ERSH 8320
Lab #11: 11/12/2008
Regression with Multiple Categorical Independent Variables
Curvilinear Regression
In this exercise, we:
1. Use effect coding in an analysis with multiple categorical IVs.
2. Use the SPSS regression curve fitting procedure.
Exercise #1 Multiple categorical IVs in SPSS.
We will run the regression with two categorical IVs that was used as an example in class today. The data
can be found in the car.sav data file. The effect codes are already used.
The data are from Neter (1996, p. 705):
A consumer organization studied the effect of age of automobile owner on size of cash offer for a used
car by utilizing 12 persons in each of three age groups (young, middle, elderly) who acted as the owner
of a used car. A medium price, six-year-old car was selected for the experiment, and the ‘owners’
solicited cash offers for this car from 36 dealers selected at random from dealers in the region.

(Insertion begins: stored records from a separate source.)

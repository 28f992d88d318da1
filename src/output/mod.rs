// Output formatting: terminal display for the CLI.

pub mod terminal;

/// Truncate a string to at most `max_chars` characters, appending "..." if truncated.
///
/// Respects UTF-8 character boundaries, so long company names with
/// non-ASCII characters never panic when squeezed into a table column.
pub fn truncate_chars(text: &str, max_chars: usize) -> String {
    let char_count = text.chars().count();
    if char_count <= max_chars {
        text.to_string()
    } else {
        let truncated: String = text.chars().take(max_chars).collect();
        format!("{truncated}...")
    }
}
// Storage layer: where fund CSV files live.
//
// One trait, two backends. `from_config` picks the backend from STORAGE_TYPE
// so the rest of the app only ever sees `Arc<dyn FundStorage>`.

pub mod blob;
pub mod local;
pub mod traits;

use std::sync::Arc;

use anyhow::Result;

use crate::config::{Config, StorageBackend};

pub use blob::BlobStorage;
pub use local::LocalStorage;
pub use traits::{FundStorage, StorageInfo};

/// Build the storage backend selected by the config.
pub fn from_config(config: &Config) -> Result<Arc<dyn FundStorage>> {
    match config.storage_backend {
        StorageBackend::Local => Ok(Arc::new(LocalStorage::new(&config.data_dir))),
        StorageBackend::Blob => {
            config.require_blob()?;
            let token = config.blob_token.as_deref().unwrap_or_default();
            Ok(Arc::new(BlobStorage::new(&config.blob_api_url, token)?))
        }
    }
}

/// Reject file names that aren't a plain `.csv` name in the storage root.
pub fn validate_filename(filename: &str) -> Result<()> {
    if filename.trim().is_empty() {
        anyhow::bail!("File name is empty");
    }
    if !filename.ends_with(".csv") {
        anyhow::bail!("Only CSV files are allowed: {filename}");
    }
    if filename.contains('/') || filename.contains('\\') || filename.contains("..") {
        anyhow::bail!("File name must not contain a path: {filename}");
    }
    Ok(())
}
// POST /api/compare: overlap analysis of two funds.
//
// Body: { "fund1_id": "...", "fund2_id": "..." }
//
// Returns 400 when an id is missing or both ids are the same, and 500 for
// anything that goes wrong loading or comparing (including unknown ids).

use axum::extract::rejection::JsonRejection;
use axum::extract::State;
use axum::http::StatusCode;
use axum::response::{IntoResponse, Response};
use axum::Json;
use serde::Deserialize;

use crate::web::{api_error, AppState};

#[derive(Deserialize, Default)]
pub struct CompareRequest {
    pub fund1_id: Option<String>,
    pub fund2_id: Option<String>,
}

pub async fn compare_funds(
    State(state): State<AppState>,
    body: Result<Json<CompareRequest>, JsonRejection>,
) -> Response {
    let Json(request) = match body {
        Ok(body) => body,
        Err(rejection) => return api_error(StatusCode::BAD_REQUEST, &rejection.body_text()),
    };

    let fund1_id = request.fund1_id.unwrap_or_default();
    let fund2_id = request.fund2_id.unwrap_or_default();

    if fund1_id.is_empty() || fund2_id.is_empty() {
        return api_error(
            StatusCode::BAD_REQUEST,
            "Both fund1_id and fund2_id are required",
        );
    }
    if fund1_id == fund2_id {
        return api_error(StatusCode::BAD_REQUEST, "Cannot compare a fund with itself");
    }

    match state.funds.compare(&fund1_id, &fund2_id).await {
        Ok(comparison) => Json(serde_json::json!({
            "success": true,
            "overlap": comparison.overlap,
            "fund1": comparison.fund1,
            "fund2": comparison.fund2,
        }))
        .into_response(),
        Err(e) => {
            tracing::error!(error = %e, %fund1_id, %fund2_id, "Comparison failed");
            api_error(StatusCode::INTERNAL_SERVER_ERROR, &e.to_string())
        }
    }
}
use std::sync::Arc;

use anyhow::Result;
use clap::{Parser, Subcommand};
use tracing::info;

use fundlens::catalog::FundRepository;
use fundlens::config::Config;
use fundlens::output::terminal;

/// fundlens: compare the holdings of two mutual funds.
///
/// Reads fund holding disclosures (CSV exports) from local or blob storage
/// and reports how much two funds overlap.
#[derive(Parser)]
#[command(name = "fundlens", version, about)]
struct Cli {
    #[command(subcommand)]
    command: Commands,
}

#[derive(Subcommand)]
enum Commands {
    /// Run the JSON API server
    #[cfg(feature = "web")]
    Serve {
        /// Port to listen on (default: PORT env var, then 5000)
        #[arg(long)]
        port: Option<u16>,

        /// Address to bind (default: BIND env var, then 127.0.0.1)
        #[arg(long)]
        bind: Option<String>,
    },

    /// List funds available in storage
    List,

    /// Show a fund's top holdings and sectors
    Summary {
        /// Fund id (file name without .csv, underscores as dashes)
        fund_id: String,
    },

    /// Compare two funds
    Compare {
        fund1_id: String,
        fund2_id: String,

        /// Print the analysis as JSON instead of a table
        #[arg(long)]
        json: bool,
    },
}

#[tokio::main]
async fn main() -> Result<()> {
    // Load .env file if present (silently ignore if missing)
    let _ = dotenvy::dotenv();

    // Set up structured logging
    tracing_subscriber::fmt()
        .with_env_filter(
            tracing_subscriber::EnvFilter::try_from_default_env()
                .unwrap_or_else(|_| tracing_subscriber::EnvFilter::new("fundlens=info")),
        )
        .init();

    let cli = Cli::parse();
    let config = Config::load()?;
    let storage = fundlens::storage::from_config(&config)?;
    let repo = Arc::new(FundRepository::new(storage));

    match cli.command {
        #[cfg(feature = "web")]
        Commands::Serve { port, bind } => {
            let mut config = config;
            if let Some(port) = port {
                config.port = port;
            }
            if let Some(bind) = bind {
                config.bind = bind;
            }
            info!(
                storage = config.storage_backend.as_str(),
                "Starting fundlens server"
            );
            fundlens::web::run_server(config, repo).await?;
        }

        Commands::List => {
            let funds = repo.list_funds().await?;
            terminal::display_fund_list(&funds);
        }

        Commands::Summary { fund_id } => {
            let summary = repo.summary(&fund_id).await?;
            terminal::display_summary(&summary);
        }

        Commands::Compare {
            fund1_id,
            fund2_id,
            json,
        } => {
            if fund1_id == fund2_id {
                anyhow::bail!("Cannot compare a fund with itself");
            }
            let comparison = repo.compare(&fund1_id, &fund2_id).await?;
            if json {
                println!("{}", serde_json::to_string_pretty(&comparison)?);
            } else {
                terminal::display_overlap(&comparison.overlap);
            }
        }
    }

    Ok(())
}
// Fund holdings: data model, name normalization, and CSV loading.

pub mod loader;
pub mod models;
pub mod normalize;

pub use models::{MutualFund, StockHolding};
pub use normalize::normalize;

Randomization was used in assigning the dealers to the ‘owners’. The offers (in hundreds of dollars) can
be found on the class website.
Effect coding in file:
Age group: A1 is for young, A2 is for middle. Elderly is remainder group.
Gender group: G1 is for male. Female is remainder group.
A1G1 is A1 x G1; A2G1 is A2 x G1 – both make up the interaction.
First, run the regression model using the regression package:
1. Go to Analyze…Regression…Linear.
2. Put Y in the dependent box.
3. Put A1, A2, G1, A1G1, A2G1 in the independents box.
4. Click on “continue”.
5. What do the following terms mean:
Parameter Estimated Interpretation
value
Intercept (a)
b1 – A1
b2 – A2
b3 – G1
b4 – A1G1
b5 – A2G1
Is the interaction significant? How about the main effect of age group? We cannot tell using the
regression package. Therefore, we will use the GLM package next:
1. Go to Analyze…General Linear Model…Univariate.
2. Put Y in the dependent variable box.
3. Put both Age and Gender (not the effect coded variables) in the fixed factors box.
4. Click OK.
Now, is the interaction significant? How about the main effect of age group?
These are questions you should be able to answer from your ANOVA knowledge from ERSH 8310.
Exercise #2: Curvilinear regression.
We wish to decide what regression model seems to fit the data best, a linear model or a curvilinear
model.
From Pedhazur, p. 522:
Suppose that we are interested in the effect of time spent in practice on the performance of a visual
discrimination task. Subjects are randomly assigned to different levels of practice, following which a test
of visual discrimination is administered, and the number of correct responses is recorded for each
subject. As there are six levels the highest-degree polynomial possible for these data is the fifth. Our
aim, however, is to determine the lowest degree-polynomial that best fits the data.
SPSS has a built in curvilinear regression procedure that we will use. The data are saved in the file
curve.sav. X is the time variable. Y is the score on the visual discrimination task.
1. Go to Analyze…Regression..Curve Estimation…
a. Put the task score (Y) in the dependents box.
b. Put time (X) in the independent box.
c. Select the linear, quadratic, and cubic functions.
d. Be there is a check by “Include constant in equation” – for the intercept
e. B e there is a check by “plot models” – to visually see how each model appears.
f. Press OK.
2. After you receive the output, the next step is to figure out which model fits best. We can think
of this process as running a series of nested models, so we can use the change in R2 to figure out
if adding an additional term is significant. Complete the following boxes:
a. Testing for Quadratic
i. Full model: quadratic
ii. Reduced model: linear
Model R2 Numerator df
Full (quadratic)
Reduced (linear)
Hypothesis test:
F= =
p-value (use “=fdist(F, num_df, denom_df)” in Excel):
If the test for the quadratic is significant, we now move to test whether or not the test for the cubic is
significant, too. If not, we stop with just the linear.
Let’s test the cubic anyway:
b. Testing for Cubic
i. Full model: Cubic
ii. Reduced model: Quadratic
Model R2 Numerator df
Full (cubic)
Reduced (quadratic)
Hypothesis test:
F= =
p-value (use “=fdist(F, num_df, denom_df)” in Excel):
Does the graph confirm what you found?